Comenzó a mover palancas en desorden. Cuando las luces murieron, volvió atrás lo que había tocado.
—¡Sí!
Cada una de esas palancas estaba funcionando cuando eso cayó, ¡y antes él las había apagado todas! Todas menos la luz…, quizá porque estaría apagada. Debe de haber caído en pleno día…
Lo siguiente que sucedió fue un chisporroteo, y un olor de algo quemándose. Tegger temió haber roto alguna cosa.
Pero luego hubo un leve viento en la cabina, que se llevó la esencia de vampiro y dejó su cabeza clara y fría. Y entonces lanzó un grito de triunfo.
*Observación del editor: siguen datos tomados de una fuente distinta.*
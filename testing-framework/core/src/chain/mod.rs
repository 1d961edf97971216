//! Capability interface every chain kind implements, and the factory that
//! turns declarative [`ChainSpec`]s into running handles.

mod spec;
mod tx;
mod wallet;

use std::{path::Path, sync::Arc};

use async_trait::async_trait;
use futures::future::try_join_all;
use rand::{Rng as _, distributions::Alphanumeric, thread_rng};

pub use spec::{ChainKind, ChainSpec, DockerImage, GenesisKv};
pub use tx::{ExecOutput, IbcTimeout, TransferOptions, TransferTx, TxMessage, TxResult};
pub use wallet::{Wallet, WalletAmount};

use crate::{DynError, ibc::packet::PacketEvent};

#[derive(Debug, thiserror::Error)]
pub enum ChainError {
    #[error("chain {chain_id} is not running")]
    NotRunning { chain_id: String },
    #[error("command `{command}` failed on {chain_id}: {stderr}")]
    Command {
        chain_id: String,
        command: String,
        stderr: String,
    },
    #[error("transaction on {chain_id} failed with code {code}: {raw_log}")]
    TxFailed {
        chain_id: String,
        code: u32,
        raw_log: String,
    },
    #[error("unexpected output from {chain_id} while reading {context}: {reason}")]
    Parse {
        chain_id: String,
        context: String,
        reason: String,
    },
    #[error("{operation} is not supported by {chain_id}")]
    Unsupported {
        chain_id: String,
        operation: &'static str,
    },
    #[error("chain {chain_id}: {source}")]
    Other {
        chain_id: String,
        #[source]
        source: DynError,
    },
}

impl ChainError {
    pub fn other(chain_id: &str, source: impl Into<DynError>) -> Self {
        Self::Other {
            chain_id: chain_id.to_owned(),
            source: source.into(),
        }
    }

    pub fn parse(chain_id: &str, context: &str, reason: impl ToString) -> Self {
        Self::Parse {
            chain_id: chain_id.to_owned(),
            context: context.to_owned(),
            reason: reason.to_string(),
        }
    }
}

/// A running chain network (one or more validator/full nodes).
///
/// Height only ever grows while the network runs; it is advanced by the
/// chain's own block production, never by the orchestrator.
#[async_trait]
pub trait NetworkHandle: Send + Sync {
    fn spec(&self) -> &ChainSpec;

    fn chain_id(&self) -> &str {
        &self.spec().chain_id
    }

    fn denom(&self) -> &str {
        &self.spec().denom
    }

    fn bech32_prefix(&self) -> &str {
        &self.spec().bech32_prefix
    }

    /// RPC address reachable from inside the test's network namespace.
    fn rpc_address(&self) -> String;

    async fn start(&self) -> Result<(), ChainError>;

    /// Stops every node. Stopping a stopped network is a no-op.
    async fn stop(&self) -> Result<(), ChainError>;

    async fn height(&self) -> Result<u64, ChainError>;

    async fn balance(&self, address: &str, denom: &str) -> Result<u128, ChainError>;

    async fn submit_transaction(&self, signer: &str, msg: TxMessage)
    -> Result<TxResult, ChainError>;

    async fn send_ibc_transfer(
        &self,
        channel_id: &str,
        signer: &str,
        amount: &WalletAmount,
        options: &TransferOptions,
    ) -> Result<TransferTx, ChainError>;

    async fn store_code(&self, signer: &str, artifact: &Path) -> Result<u64, ChainError>;

    async fn instantiate_contract(
        &self,
        signer: &str,
        code_id: u64,
        init: &serde_json::Value,
        label: &str,
        no_admin: bool,
    ) -> Result<String, ChainError>;

    async fn query_contract(
        &self,
        address: &str,
        query: &serde_json::Value,
    ) -> Result<serde_json::Value, ChainError>;

    async fn exec_cli(&self, argv: &[String]) -> Result<ExecOutput, ChainError>;

    /// Packet lifecycle events (acknowledgements, timeouts) included in the
    /// block at `height`.
    async fn packet_events(&self, height: u64) -> Result<Vec<PacketEvent>, ChainError>;

    /// Creates (or recovers from `mnemonic`) a key named `key_name` and funds
    /// it with `amount` of the native denom.
    async fn create_funded_wallet(
        &self,
        key_name: &str,
        amount: u128,
        mnemonic: Option<&str>,
    ) -> Result<Wallet, ChainError>;
}

#[async_trait]
pub trait ChainFactory: Send + Sync {
    async fn instantiate(
        &self,
        test_name: &str,
        specs: &[ChainSpec],
    ) -> Result<Vec<Arc<dyn NetworkHandle>>, ChainError>;
}

/// Funds one fresh wallet per network, returned in the same order.
pub async fn fund_test_wallets(
    key_prefix: &str,
    amount: u128,
    networks: &[Arc<dyn NetworkHandle>],
) -> Result<Vec<Wallet>, ChainError> {
    let suffix: String = thread_rng()
        .sample_iter(&Alphanumeric)
        .take(6)
        .map(char::from)
        .collect::<String>()
        .to_lowercase();

    try_join_all(networks.iter().map(|network| {
        let key_name = format!("{key_prefix}-{}-{suffix}", network.chain_id());
        async move { network.create_funded_wallet(&key_name, amount, None).await }
    }))
    .await
}
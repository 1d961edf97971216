use std::{io, process::Stdio, time::Duration};

use tokio::{io::AsyncWriteExt as _, process::Command, time::timeout};
use tracing::debug;

#[derive(Debug, thiserror::Error)]
pub enum CommandError {
    #[error("{command} exited with {code:?}: {stderr}")]
    Failed {
        command: String,
        code: Option<i32>,
        stdout: String,
        stderr: String,
    },
    #[error("failed to spawn {command}: {source}")]
    Spawn {
        command: String,
        #[source]
        source: io::Error,
    },
    #[error("{command} timed out after {timeout:?}")]
    Timeout { command: String, timeout: Duration },
}

impl CommandError {
    #[must_use]
    pub fn stderr(&self) -> &str {
        match self {
            Self::Failed { stderr, .. } => stderr,
            Self::Spawn { .. } | Self::Timeout { .. } => "",
        }
    }
}

#[derive(Clone, Debug, Default)]
pub struct Output {
    pub stdout: String,
    pub stderr: String,
}

/// Runs `program args..`, optionally feeding `stdin`, and collects its output.
/// A non-zero exit is an error.
pub async fn run(
    program: &str,
    args: &[String],
    stdin: Option<&[u8]>,
    timeout_duration: Duration,
) -> Result<Output, CommandError> {
    let description = describe(program, args);
    debug!(command = %description, "running");

    let mut command = Command::new(program);
    command
        .args(args)
        .stdin(if stdin.is_some() {
            Stdio::piped()
        } else {
            Stdio::null()
        })
        .stdout(Stdio::piped())
        .stderr(Stdio::piped())
        .kill_on_drop(true);

    let mut child = command.spawn().map_err(|source| CommandError::Spawn {
        command: description.clone(),
        source,
    })?;

    if let (Some(input), Some(mut pipe)) = (stdin, child.stdin.take()) {
        pipe.write_all(input)
            .await
            .map_err(|source| CommandError::Spawn {
                command: description.clone(),
                source,
            })?;
    }

    let output = match timeout(timeout_duration, child.wait_with_output()).await {
        Ok(Ok(output)) => output,
        Ok(Err(source)) => {
            return Err(CommandError::Spawn {
                command: description,
                source,
            });
        }
        Err(_) => {
            return Err(CommandError::Timeout {
                command: description,
                timeout: timeout_duration,
            });
        }
    };

    let stdout = String::from_utf8_lossy(&output.stdout).into_owned();
    let stderr = String::from_utf8_lossy(&output.stderr).into_owned();
    if output.status.success() {
        Ok(Output { stdout, stderr })
    } else {
        Err(CommandError::Failed {
            command: description,
            code: output.status.code(),
            stdout,
            stderr,
        })
    }
}

/// Shell-like rendering of a command line for logs and errors.
fn describe(program: &str, args: &[String]) -> String {
    let mut line = program.to_owned();
    for arg in args {
        line.push(' ');
        if arg.contains(char::is_whitespace) {
            line.push('\'');
            line.push_str(arg);
            line.push('\'');
        } else {
            line.push_str(arg);
        }
    }
    line
}
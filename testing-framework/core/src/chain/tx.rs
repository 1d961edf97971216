use serde::{Deserialize, Serialize};

use crate::ibc::packet::Packet;

/// Transaction payloads a scenario can submit through
/// [`NetworkHandle::submit_transaction`](super::NetworkHandle::submit_transaction).
#[derive(Clone, Debug, PartialEq)]
pub enum TxMessage {
    BankSend {
        to: String,
        denom: String,
        amount: u128,
    },
    WasmExecute {
        contract: String,
        msg: serde_json::Value,
        funds: Option<(u128, String)>,
    },
    /// Module-specific transaction, e.g. an administrative
    /// `liquidstakeibc register-host-chain ...` call.
    Module { module: String, args: Vec<String> },
}

impl TxMessage {
    #[must_use]
    pub fn module<I, S>(module: impl Into<String>, args: I) -> Self
    where
        I: IntoIterator<Item = S>,
        S: Into<String>,
    {
        Self::Module {
            module: module.into(),
            args: args.into_iter().map(Into::into).collect(),
        }
    }
}

#[derive(Clone, Debug, Default, Eq, PartialEq, Serialize, Deserialize)]
pub struct TxResult {
    pub height: u64,
    pub tx_hash: String,
    pub code: u32,
    #[serde(default)]
    pub raw_log: String,
}

impl TxResult {
    #[must_use]
    pub const fn is_success(&self) -> bool {
        self.code == 0
    }
}

/// Packet timeout requested at send time. Zero disables the respective bound.
#[derive(Clone, Copy, Debug, Default, Eq, PartialEq)]
pub struct IbcTimeout {
    pub height: u64,
    pub nanos: u64,
}

#[derive(Clone, Debug, Default, PartialEq, Eq)]
pub struct TransferOptions {
    pub timeout: Option<IbcTimeout>,
    pub memo: Option<String>,
}

impl TransferOptions {
    #[must_use]
    pub fn with_memo(mut self, memo: impl Into<String>) -> Self {
        self.memo = Some(memo.into());
        self
    }

    #[must_use]
    pub const fn with_timeout(mut self, timeout: IbcTimeout) -> Self {
        self.timeout = Some(timeout);
        self
    }
}

/// A cross-chain transfer accepted by its source network.
#[derive(Clone, Debug, PartialEq, Eq)]
pub struct TransferTx {
    pub height: u64,
    pub tx_hash: String,
    pub gas_spent: u64,
    pub packet: Packet,
}

impl TransferTx {
    pub fn validate(&self) -> Result<(), String> {
        if self.height == 0 {
            return Err("transfer tx has no inclusion height".to_owned());
        }
        if self.tx_hash.is_empty() {
            return Err("transfer tx has no hash".to_owned());
        }
        self.packet.validate()
    }
}

#[derive(Clone, Debug, Default, PartialEq, Eq)]
pub struct ExecOutput {
    pub stdout: String,
    pub stderr: String,
}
Dio la vuelta en el asiento, para ver a lo largo de la plataforma de carga. Era difícil distinguir a los vampiros. Las luces parecían surgir de ambos lados de la burbuja, formando sombras, y las bestias se habían refugiado en ellas. Creyó contar cinco vampiros, pero supuso que serían al menos el doble. Pero ya no se acercarían más.
Recordó ahora que estaba hambriento. Se preguntó si algún pájaro habría hecho su nido ahí adentro… Afuera estaba demasiado desnudo de vegetación. Debería esperar a que fuera de día, y luego pescar algo. Parecía que podría superar la noche.
¿De dónde provendría el rayo, la energía? No tenía la menor idea.
Cortó otra tira de tela y comenzó a averiguarlo.